BEGIN Source material
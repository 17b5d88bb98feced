//! Command-line flags and the optional TOML configuration file.

use clap::Parser;
use serde::Deserialize;
use std::path::{Path, PathBuf};
use std::time::Duration;

use crate::interaction_log::DEFAULT_LOG_CAPACITY;
use crate::proxy::DEFAULT_GENERATION_TIMEOUT_MS;

#[derive(Debug, Parser)]
#[command(name = "model-registry-server", version, about = "Registry, health prober and generation proxy for local LLM backends")]
pub struct Cli {
    /// Path to a TOML configuration file
    #[arg(short, long)]
    pub config: Option<PathBuf>,

    /// Address to listen on, e.g. 0.0.0.0:8080
    #[arg(short, long)]
    pub bind: Option<String>,

    /// Log level used when RUST_LOG is not set
    #[arg(long)]
    pub log_level: Option<String>,
}

#[derive(Debug, thiserror::Error)]
pub enum ConfigError {
    #[error("failed to read config file {path}: {source}")]
    Read {
        path: PathBuf,
        #[source]
        source: std::io::Error,
    },
    #[error("failed to parse config file: {0}")]
    Parse(#[from] toml::de::Error),
}

#[derive(Debug, Clone, Deserialize)]
#[serde(default)]
pub struct Config {
    pub log_level: String,
    pub server: ServerConfig,
    pub registry: RegistryConfig,
    pub logs: LogsConfig,
    pub auth: AuthConfig,
}

#[derive(Debug, Clone, Deserialize)]
#[serde(default)]
pub struct ServerConfig {
    pub bind: String,
    pub request_timeout_secs: u64,
}

#[derive(Debug, Clone, Deserialize)]
#[serde(default)]
pub struct RegistryConfig {
    /// Seconds between background status refreshes. 0 disables the refresher.
    pub refresh_interval_secs: u64,
    pub generation_timeout_ms: u64,
}

#[derive(Debug, Clone, Deserialize)]
#[serde(default)]
pub struct LogsConfig {
    pub capacity: usize,
}

#[derive(Debug, Clone, Deserialize)]
#[serde(default)]
pub struct AuthConfig {
    pub enabled: bool,
    pub session_cookie: String,
    pub bearer_tokens: Vec<String>,
}

impl Default for Config {
    fn default() -> Self {
        Self {
            log_level: "info".to_string(),
            server: ServerConfig::default(),
            registry: RegistryConfig::default(),
            logs: LogsConfig::default(),
            auth: AuthConfig::default(),
        }
    }
}

impl Default for ServerConfig {
    fn default() -> Self {
        Self {
            bind: "0.0.0.0:8080".to_string(),
            request_timeout_secs: 120,
        }
    }
}

impl Default for RegistryConfig {
    fn default() -> Self {
        Self {
            refresh_interval_secs: 0,
            generation_timeout_ms: DEFAULT_GENERATION_TIMEOUT_MS,
        }
    }
}

impl Default for LogsConfig {
    fn default() -> Self {
        Self {
            capacity: DEFAULT_LOG_CAPACITY,
        }
    }
}

impl Default for AuthConfig {
    fn default() -> Self {
        Self {
            enabled: true,
            session_cookie: "session".to_string(),
            bearer_tokens: Vec::new(),
        }
    }
}

impl Config {
    pub fn from_toml_str(contents: &str) -> Result<Self, ConfigError> {
        Ok(toml::from_str(contents)?)
    }

    pub fn from_file(path: &Path) -> Result<Self, ConfigError> {
        let contents = std::fs::read_to_string(path).map_err(|source| ConfigError::Read {
            path: path.to_path_buf(),
            source,
        })?;
        Self::from_toml_str(&contents)
    }

    /// Loads the file named by `--config` (if any) and applies CLI overrides.
    pub fn load(cli: &Cli) -> Result<Self, ConfigError> {
        let mut config = match &cli.config {
            Some(path) => Self::from_file(path)?,
            None => Self::default(),
        };

        if let Some(bind) = &cli.bind {
            config.server.bind = bind.clone();
        }
        if let Some(level) = &cli.log_level {
            config.log_level = level.clone();
        }
        Ok(config)
    }

    pub fn request_timeout(&self) -> Duration {
        Duration::from_secs(self.server.request_timeout_secs.max(1))
    }

    pub fn generation_timeout(&self) -> Duration {
        Duration::from_millis(self.registry.generation_timeout_ms.max(1))
    }

    pub fn refresh_interval(&self) -> Option<Duration> {
        match self.registry.refresh_interval_secs {
            0 => None,
            secs => Some(Duration::from_secs(secs)),
        }
    }
}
END Source material
What to do
The full set of entries must be printed again without any alteration.

Final answer
repository 17b5d88bb98feced
//! Command-line flags and the optional TOML configuration file.

use clap::Parser;
use serde::Deserialize;
use std::path::{Path, PathBuf};
use std::time::Duration;

use crate::interaction_log::DEFAULT_LOG_CAPACITY;
use crate::proxy::DEFAULT_GENERATION_TIMEOUT_MS;

#[derive(Debug, Parser)]
#[command(name = "model-registry-server", version, about = "Registry, health prober and generation proxy for local LLM backends")]
pub struct Cli {
    /// Path to a TOML configuration file
    #[arg(short, long)]
    pub config: Option<PathBuf>,

    /// Address to listen on, e.g. 0.0.0.0:8080
    #[arg(short, long)]
    pub bind: Option<String>,

    /// Log level used when RUST_LOG is not set
    #[arg(long)]
    pub log_level: Option<String>,
}

#[derive(Debug, thiserror::Error)]
pub enum ConfigError {
    #[error("failed to read config file {path}: {source}")]
    Read {
        path: PathBuf,
        #[source]
        source: std::io::Error,
    },
    #[error("failed to parse config file: {0}")]
    Parse(#[from] toml::de::Error),
}

#[derive(Debug, Clone, Deserialize)]
#[serde(default)]
pub struct Config {
    pub log_level: String,
    pub server: ServerConfig,
    pub registry: RegistryConfig,
    pub logs: LogsConfig,
    pub auth: AuthConfig,
}

#[derive(Debug, Clone, Deserialize)]
#[serde(default)]
pub struct ServerConfig {
    pub bind: String,
    pub request_timeout_secs: u64,
}

#[derive(Debug, Clone, Deserialize)]
#[serde(default)]
pub struct RegistryConfig {
    /// Seconds between background status refreshes. 0 disables the refresher.
    pub refresh_interval_secs: u64,
    pub generation_timeout_ms: u64,
}

#[derive(Debug, Clone, Deserialize)]
#[serde(default)]
pub struct LogsConfig {
    pub capacity: usize,
}

#[derive(Debug, Clone, Deserialize)]
#[serde(default)]
pub struct AuthConfig {
    pub enabled: bool,
    pub session_cookie: String,
    pub bearer_tokens: Vec<String>,
}

impl Default for Config {
    fn default() -> Self {
        Self {
            log_level: "info".to_string(),
            server: ServerConfig::default(),
            registry: RegistryConfig::default(),
            logs: LogsConfig::default(),
            auth: AuthConfig::default(),
        }
    }
}

impl Default for ServerConfig {
    fn default() -> Self {
        Self {
            bind: "0.0.0.0:8080".to_string(),
            request_timeout_secs: 120,
        }
    }
}

impl Default for RegistryConfig {
    fn default() -> Self {
        Self {
            refresh_interval_secs: 0,
            generation_timeout_ms: DEFAULT_GENERATION_TIMEOUT_MS,
        }
    }
}

impl Default for LogsConfig {
    fn default() -> Self {
        Self {
            capacity: DEFAULT_LOG_CAPACITY,
        }
    }
}

impl Default for AuthConfig {
    fn default() -> Self {
        Self {
            enabled: true,
            session_cookie: "session".to_string(),
            bearer_tokens: Vec::new(),
        }
    }
}

impl Config {
    pub fn from_toml_str(contents: &str) -> Result<Self, ConfigError> {
        Ok(toml::from_str(contents)?)
    }

    pub fn from_file(path: &Path) -> Result<Self, ConfigError> {
        let contents = std::fs::read_to_string(path).map_err(|source| ConfigError::Read {
            path: path.to_path_buf(),
            source,
        })?;
        Self::from_toml_str(&contents)
    }

    /// Loads the file named by `--config` (if any) and applies CLI overrides.
    pub fn load(cli: &Cli) -> Result<Self, ConfigError> {
        let mut config = match &cli.config {
            Some(path) => Self::from_file(path)?,
            None => Self::default(),
        };

        if let Some(bind) = &cli.bind {
            config.server.bind = bind.clone();
        }
        if let Some(level) = &cli.log_level {
            config.log_level = level.clone();
        }
        Ok(config)
    }

    pub fn request_timeout(&self) -> Duration {
        Duration::from_secs(self.server.request_timeout_secs.max(1))
    }

    pub fn generation_timeout(&self) -> Duration {
        Duration::from_millis(self.registry.generation_timeout_ms.max(1))
    }

    pub fn refresh_interval(&self) -> Option<Duration> {
        match self.registry.refresh_interval_secs {
            0 => None,
            secs => Some(Duration::from_secs(secs)),
        }
    }
}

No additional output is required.